Why Google Maps' 'Lite' Navigation Mode Is Great for Cyclists

Many things are better without cars

Key Takeaways

  • Lite navigation is coming to Google Maps soon.
  • Lite gives you extra cyclist-specific information.
  • The mode can be used without turn-by-turn, or with the screen off.
person riding bike on road

Flo Karr / Unsplash

Cyclists and drivers might share the same roads, but they have very different needs. Google’s new lite navigation mode takes care of those needs. 

Satellite navigation is a fantastic tool for city cyclists. Instead of stopping at every confusing corner to check the map, you can cruise through intersections, line up into the correct traffic lane before you get there, and focus on not getting knocked off your bike. But bike navigation usually has been either exactly the same as car GPS or has followed the same paradigm, only bike lanes included. Google’s new "lite" navigation mode takes things in a different direction. 

"Dedicated navigation is important for cyclists because we often use different routes and directions than a motorized vehicle. By offering features that are dedicated to cyclists, it will increase safety and streamline travel," active cyclist (and snowmobile blogger!) Chaz Wyland told Lifewire via email.


Turn-by-turn navigation for cyclists has its place. If you’re heading to a new part of the city, then a single AirPod can whisper directions in your ear, and if you use a dedicated cycling and hiking app like Komoot, you get routings that avoid main roads, favor bike lanes, respect local traffic laws (in Germany, bikes can often legally ride the "wrong" way down a one-way street), and even avoid cobbled streets. 

But you don’t always want the full turn-by-turn experience. Say you’re out on a long ride, and you have a general idea of the route. Or you only need to get from one part of town to another, or you already know most of the route except the destination.

Bicycle route when using Google Maps


In these cases, Google’s new lite mode has options. For example, turn-by turn is decoupled from the map. If you want it, it’s there. If not, the map still tracks your location, shows it on the map, and updates the distance remaining. You can keep the phone in a handlebar mount and tap it to check your progress, keeping it asleep the rest of the time. 

"Bike riders don’t always need turn-by-turn directions, and they also can’t constantly be looking at the phone screen to get to where they need to go. The new Google Maps features deal with this in a beneficial way by giving you directions without entering the turn-by-turn interface. It will also make getting around by just glancing at your device easier," says Wyland

Google Maps' 'lite' navigation mode doesn't require phone data, which can be expensive for some cyclists.

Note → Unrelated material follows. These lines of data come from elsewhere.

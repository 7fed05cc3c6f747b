// Copyright 2026 the Easel Authors
// SPDX-License-Identifier: Apache-2.0 OR MIT

//! Front-to-back hit testing over a [`ZOrder`].

use kurbo::Point;

use crate::shape::Shape;
use crate::zorder::ZOrder;

/// Every key whose shape is hit at `pt`, frontmost first.
///
/// `lookup` resolves a key to its shape; keys it cannot resolve are skipped.
/// `pt` and `tolerance` are in world units, so callers convert the pointer
/// with the viewport first and usually scale a pixel tolerance by the
/// current world-units-per-pixel.
pub fn hits<'o, 's, K, F>(
    order: &'o ZOrder<K>,
    mut lookup: F,
    pt: Point,
    tolerance: f64,
) -> impl Iterator<Item = &'o K>
where
    K: 's,
    F: FnMut(&K) -> Option<&'s Shape<K>>,
{
    order
        .iter_front_to_back()
        .filter(move |key| lookup(key).is_some_and(|shape| shape.hit(pt, tolerance)))
}

/// The topmost key whose shape is hit at `pt`.
///
/// ```rust
/// use easel_layers::{Paint, Shape, ZOrder, hit_test};
/// use kurbo::{Point, Rect};
///
/// let shapes = [
///     Shape::new(0_usize, Rect::new(0.0, 0.0, 100.0, 100.0), Paint::default()),
///     Shape::new(1_usize, Rect::new(50.0, 50.0, 150.0, 150.0), Paint::default()),
/// ];
/// let mut order = ZOrder::new();
/// order.push(0);
/// order.push(1);
///
/// let lookup = |k: &usize| shapes.get(*k);
/// assert_eq!(hit_test(&order, lookup, Point::new(75.0, 75.0), 0.0), Some(&1));
/// assert_eq!(hit_test(&order.moved_to_front(&0), lookup, Point::new(75.0, 75.0), 0.0), Some(&0));
/// assert_eq!(hit_test(&order, lookup, Point::new(500.0, 0.0), 0.0), None);
/// ```
pub fn hit_test<'o, 's, K, F>(
    order: &'o ZOrder<K>,
    lookup: F,
    pt: Point,
    tolerance: f64,
) -> Option<&'o K>
where
    K: 's,
    F: FnMut(&K) -> Option<&'s Shape<K>>,
{
    hits(order, lookup, pt, tolerance).next()
}
// Copyright 2026 the Easel Authors
// SPDX-License-Identifier: Apache-2.0 OR MIT

//! Gesture state machine: decides whether input navigates the view or drives a tool.
//!
//! ## States
//!
//! - [`Phase::Idle`]: nothing held. A drag goes to the active tool (or pans,
//!   with [`Tool::Pan`]); wheel events are ignored.
//! - [`Phase::ZoomPending`]: control held with no drag. Wheel events zoom about
//!   the pointer; a drag pans.
//! - [`Phase::Panning`]: a navigation drag is in progress. Every move emits a
//!   [`Command::Pan`] until the pointer is released.
//! - [`Phase::ToolDrag`]: a drag captured by the active tool. Moves and the
//!   release are forwarded as [`ToolAction`]s.
//!
//! A drag keeps the role it started with: releasing control mid-pan keeps
//! panning until the pointer comes up.
//!
//! ```
//! use easel_input::gesture::{Command, Gesture, InputEvent, Phase};
//! use easel_input::tool::Modifiers;
//! use kurbo::{Point, Vec2};
//!
//! let mut gesture = Gesture::new();
//! let pos = Point::new(100.0, 100.0);
//!
//! gesture.handle(InputEvent::PointerDown { pos, modifiers: Modifiers::CTRL });
//! assert_eq!(gesture.phase(), Phase::Panning);
//!
//! let cmd = gesture.handle(InputEvent::PointerMove {
//!     pos: Point::new(110.0, 95.0),
//!     modifiers: Modifiers::CTRL,
//! });
//! assert_eq!(cmd, Command::Pan(Vec2::new(10.0, -5.0)));
//! ```

use kurbo::{Point, Size, Vec2};

use crate::drag::DragTracker;
use crate::tool::{Modifiers, Tool};

/// Direction of a toolbar zoom button.
#[derive(Clone, Copy, Debug, PartialEq, Eq, Hash)]
pub enum ZoomDirection {
    /// Zoom in one step.
    In,
    /// Zoom out one step.
    Out,
}

impl ZoomDirection {
    fn steps(self) -> i32 {
        match self {
            Self::In => 1,
            Self::Out => -1,
        }
    }
}

/// A platform input event.
///
/// Positions are relative to the container's top-left corner, like a DOM
/// event's `offsetX`/`offsetY`.
#[derive(Clone, Copy, Debug, PartialEq)]
pub enum InputEvent {
    /// Primary pointer pressed.
    PointerDown {
        /// Pointer position.
        pos: Point,
        /// Modifiers held.
        modifiers: Modifiers,
    },
    /// Pointer moved.
    PointerMove {
        /// Pointer position.
        pos: Point,
        /// Modifiers held.
        modifiers: Modifiers,
    },
    /// Primary pointer released.
    PointerUp {
        /// Pointer position.
        pos: Point,
        /// Modifiers held.
        modifiers: Modifiers,
    },
    /// The platform cancelled the pointer sequence.
    PointerCancel,
    /// Wheel or trackpad scroll.
    Wheel {
        /// Vertical scroll amount; negative values scroll up.
        delta_y: f64,
        /// Pointer position, used as the zoom anchor.
        pos: Point,
        /// Modifiers held.
        modifiers: Modifiers,
    },
    /// Modifier keys changed without pointer activity.
    ModifiersChanged(Modifiers),
    /// A tool was picked in the toolbar.
    SelectTool(Tool),
    /// A zoom button was pressed.
    ZoomButton(ZoomDirection),
    /// The container was resized.
    Resize(Size),
}

/// Drag input forwarded to the active tool, in container-relative coordinates.
#[derive(Clone, Copy, Debug, PartialEq)]
pub enum ToolAction {
    /// The drag started.
    Begin {
        /// Tool receiving the drag.
        tool: Tool,
        /// Press position.
        pos: Point,
    },
    /// The pointer moved during the drag.
    Update {
        /// Tool receiving the drag.
        tool: Tool,
        /// Current position.
        pos: Point,
        /// Movement since the previous position.
        delta: Vec2,
    },
    /// The drag finished normally.
    End {
        /// Tool receiving the drag.
        tool: Tool,
        /// Release position.
        pos: Point,
    },
    /// The drag was abandoned; the tool should discard any preview.
    Cancel {
        /// Tool receiving the drag.
        tool: Tool,
    },
}

impl ToolAction {
    /// The tool this action targets.
    #[must_use]
    pub fn tool(&self) -> Tool {
        match *self {
            Self::Begin { tool, .. }
            | Self::Update { tool, .. }
            | Self::End { tool, .. }
            | Self::Cancel { tool } => tool,
        }
    }

    /// The pointer position carried by the action, if any.
    #[must_use]
    pub fn pos(&self) -> Option<Point> {
        match *self {
            Self::Begin { pos, .. } | Self::Update { pos, .. } | Self::End { pos, .. } => Some(pos),
            Self::Cancel { .. } => None,
        }
    }
}

/// What the host should do in response to an [`InputEvent`].
#[derive(Clone, Copy, Debug, PartialEq)]
pub enum Command {
    /// Nothing to do.
    None,
    /// Pan the view by a delta in pixels.
    Pan(Vec2),
    /// Zoom by `steps` increments, keeping `anchor` fixed.
    ZoomAt {
        /// Container-relative anchor, normally the pointer.
        anchor: Point,
        /// Positive to zoom in, negative to zoom out.
        steps: i32,
    },
    /// Zoom by `steps` increments about the container center.
    ZoomCenter {
        /// Positive to zoom in, negative to zoom out.
        steps: i32,
    },
    /// The container has a new size.
    Resize(Size),
    /// Forward a drag to the active tool.
    Tool(ToolAction),
}

/// Observable phase of a [`Gesture`].
#[derive(Clone, Copy, Debug, PartialEq, Eq, Hash)]
pub enum Phase {
    /// No drag, no navigation modifier.
    Idle,
    /// Navigation modifier held, no drag yet.
    ZoomPending,
    /// Navigation drag in progress.
    Panning,
    /// Tool drag in progress.
    ToolDrag,
}

#[derive(Clone, Copy, Debug, PartialEq)]
enum State {
    Idle,
    ZoomPending,
    Panning(DragTracker),
    ToolDrag(DragTracker),
}

impl State {
    fn phase(&self) -> Phase {
        match self {
            Self::Idle => Phase::Idle,
            Self::ZoomPending => Phase::ZoomPending,
            Self::Panning(_) => Phase::Panning,
            Self::ToolDrag(_) => Phase::ToolDrag,
        }
    }

    fn resting(modifiers: Modifiers) -> Self {
        if modifiers.navigates() {
            Self::ZoomPending
        } else {
            Self::Idle
        }
    }
}

/// Turns raw input into navigation commands and tool actions.
///
/// One `Gesture` belongs to one canvas; it holds the active tool, the last
/// seen modifiers and the drag in progress, if any.
#[derive(Clone, Debug)]
pub struct Gesture {
    tool: Tool,
    modifiers: Modifiers,
    state: State,
}

impl Default for Gesture {
    fn default() -> Self {
        Self::new()
    }
}

impl Gesture {
    /// Creates an idle gesture with [`Tool::Cursor`] active.
    #[must_use]
    pub fn new() -> Self {
        Self {
            tool: Tool::default(),
            modifiers: Modifiers::NONE,
            state: State::Idle,
        }
    }

    /// The active tool.
    #[must_use]
    pub fn tool(&self) -> Tool {
        self.tool
    }

    /// The most recently reported modifiers.
    #[must_use]
    pub fn modifiers(&self) -> Modifiers {
        self.modifiers
    }

    /// The current phase.
    #[must_use]
    pub fn phase(&self) -> Phase {
        self.state.phase()
    }

    /// Returns `true` while a pointer drag of either kind is in progress.
    #[must_use]
    pub fn is_dragging(&self) -> bool {
        matches!(self.state, State::Panning(_) | State::ToolDrag(_))
    }

    /// Processes one event and returns the resulting command.
    pub fn handle(&mut self, event: InputEvent) -> Command {
        match event {
            InputEvent::PointerDown { pos, modifiers } => self.pointer_down(pos, modifiers),
            InputEvent::PointerMove { pos, modifiers } => self.pointer_move(pos, modifiers),
            InputEvent::PointerUp { pos, modifiers } => self.pointer_up(pos, modifiers),
            InputEvent::PointerCancel => self.cancel(),
            InputEvent::Wheel {
                delta_y,
                pos,
                modifiers,
            } => self.wheel(delta_y, pos, modifiers),
            InputEvent::ModifiersChanged(modifiers) => {
                self.set_modifiers(modifiers);
                Command::None
            }
            InputEvent::SelectTool(tool) => self.select_tool(tool),
            InputEvent::ZoomButton(direction) => Command::ZoomCenter {
                steps: direction.steps(),
            },
            InputEvent::Resize(size) => Command::Resize(size),
        }
    }

    fn pointer_down(&mut self, pos: Point, modifiers: Modifiers) -> Command {
        self.set_modifiers(modifiers);
        if self.is_dragging() {
            return Command::None;
        }
        if modifiers.navigates() || self.tool.drags_pan() {
            self.transition(State::Panning(DragTracker::new(pos)));
            Command::None
        } else {
            self.transition(State::ToolDrag(DragTracker::new(pos)));
            Command::Tool(ToolAction::Begin {
                tool: self.tool,
                pos,
            })
        }
    }

    fn pointer_move(&mut self, pos: Point, modifiers: Modifiers) -> Command {
        self.set_modifiers(modifiers);
        match &mut self.state {
            State::Panning(drag) => pan_command(drag.advance(pos)),
            State::ToolDrag(drag) => {
                let delta = drag.advance(pos);
                Command::Tool(ToolAction::Update {
                    tool: self.tool,
                    pos,
                    delta,
                })
            }
            State::Idle | State::ZoomPending => Command::None,
        }
    }

    fn pointer_up(&mut self, pos: Point, modifiers: Modifiers) -> Command {
        self.modifiers = modifiers;
        let command = match &mut self.state {
            State::Panning(drag) => pan_command(drag.advance(pos)),
            State::ToolDrag(_) => Command::Tool(ToolAction::End {
                tool: self.tool,
                pos,
            }),
            State::Idle | State::ZoomPending => Command::None,
        };
        self.transition(State::resting(modifiers));
        command
    }

    fn cancel(&mut self) -> Command {
        let command = match self.state {
            State::ToolDrag(_) => Command::Tool(ToolAction::Cancel { tool: self.tool }),
            State::Panning(_) | State::Idle | State::ZoomPending => Command::None,
        };
        self.transition(State::resting(self.modifiers));
        command
    }

    fn wheel(&mut self, delta_y: f64, pos: Point, modifiers: Modifiers) -> Command {
        self.set_modifiers(modifiers);
        if !modifiers.navigates() || delta_y == 0.0 || !delta_y.is_finite() {
            return Command::None;
        }
        let steps = if delta_y < 0.0 { 1 } else { -1 };
        Command::ZoomAt { anchor: pos, steps }
    }

    fn select_tool(&mut self, tool: Tool) -> Command {
        let command = match self.state {
            State::ToolDrag(_) => Command::Tool(ToolAction::Cancel { tool: self.tool }),
            State::Panning(_) | State::Idle | State::ZoomPending => Command::None,
        };
        if matches!(self.state, State::ToolDrag(_)) {
            self.transition(State::resting(self.modifiers));
        }
        log_debug!(from = ?self.tool, to = ?tool, "tool selected");
        self.tool = tool;
        command
    }

    fn set_modifiers(&mut self, modifiers: Modifiers) {
        self.modifiers = modifiers;
        match self.state {
            State::Idle | State::ZoomPending => self.transition(State::resting(modifiers)),
            State::Panning(_) | State::ToolDrag(_) => {}
        }
    }

    fn transition(&mut self, next: State) {
        log_debug!(from = ?self.state.phase(), to = ?next.phase(), "gesture transition");
        self.state = next;
    }
}

fn pan_command(delta: Vec2) -> Command {
    if delta == Vec2::ZERO {
        Command::None
    } else {
        Command::Pan(delta)
    }
}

Another advantage to bike-first navigation is it can route you differently. Google Maps already offers bike routes, and the lite navigation mode does too. This is safer and more pleasant than choking down car fumes on major roads. It may even be faster, too, because bikes can take shortcuts not open to cars. 

"Some features that cyclists need that aren’t available in car map apps are directions that include bike paths and other routes that aren’t on your standard car navigation system. Many of these car-focused apps limit the possible routing by not considering other established routes," says Wyland.


It’s not just about the directions you take, either. For instance, a motorist might prefer a direct road, even if it goes up and over a steep hill. A cyclist will almost certainly choose a less direct, but flatter route, unless they’re riding for a workout.

"The Wiggle" in San Francisco is an excellent example of a cyclists’ route that’s longer, but flatter. It zig-zags from Market Street to Golden Gate Park, and avoids San Francisco’s hills. This is the kind of thing a good bike-nav app should know about. 

Google Maps showing bike route through DonkeyRepublic


Another nice feature of lite navigation is that it can run offline, giving directions without an internet connection,

"Google Maps' 'lite' navigation mode doesn't require phone data, which can be expensive for some cyclists," Will Henry, founder of Bike Smarts, told Lifewire via email. 

This is also good for remote locations without cell phone coverage, or for travelers to foreign countries.

If we want to reduce car use and increase cycling, apps like Komoot, and now Google Maps, are essential. We might have to share the roads with cars, but we don’t have to share our apps.